**Problem:** Scan the material for the word "const", and copy each line where it shows up.

**Provided records:**

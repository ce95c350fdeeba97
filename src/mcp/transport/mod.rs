//! Streamable HTTP wire helpers shared by the MCP client.

use rust_mcp_schema::schema_utils::ServerMessage;

pub mod streamable_http;

/// JSON-RPC code used by servers to indicate unsupported methods.
pub const MCP_METHOD_NOT_FOUND: i64 = -32601;

pub const MCP_JSON_CONTENT_TYPE: &str = "application/json";
pub const MCP_JSON_AND_SSE_ACCEPT: &str = "application/json, text/event-stream";
pub const MCP_PROTOCOL_VERSION_HEADER: &str = "MCP-Protocol-Version";
pub const MCP_SESSION_ID_HEADER: &str = "mcp-session-id";

/// Returns true when a server reports the JSON-RPC method-not-found code.
pub fn is_method_not_found(message: &ServerMessage) -> bool {
    matches!(
        message,
        ServerMessage::Error(error) if error.error.code == MCP_METHOD_NOT_FOUND
    )
}

pub fn apply_post_headers(request: reqwest::RequestBuilder) -> reqwest::RequestBuilder {
    request
        .header("Content-Type", MCP_JSON_CONTENT_TYPE)
        .header("Accept", MCP_JSON_AND_SSE_ACCEPT)
}

pub fn apply_protocol_version_header(
    request: reqwest::RequestBuilder,
    protocol_version: Option<&str>,
) -> reqwest::RequestBuilder {
    match protocol_version {
        Some(protocol_version) if !protocol_version.trim().is_empty() => {
            request.header(MCP_PROTOCOL_VERSION_HEADER, protocol_version)
        }
        _ => request,
    }
}

pub fn apply_session_header(
    request: reqwest::RequestBuilder,
    session_id: Option<&str>,
) -> reqwest::RequestBuilder {
    match session_id {
        Some(session_id) => request.header(MCP_SESSION_ID_HEADER, session_id),
        None => request,
    }
}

**Response to this task:**
pub const MCP_METHOD_NOT_FOUND: i64 = -32601;
pub const MCP_JSON_CONTENT_TYPE: &str = "application/json";
pub const MCP_JSON_AND_SSE_ACCEPT: &str = "application/json, text/event-stream";
pub const MCP_PROTOCOL_VERSION_HEADER: &str = "MCP-Protocol-Version";
pub const MCP_SESSION_ID_HEADER: &str = "mcp-session-id";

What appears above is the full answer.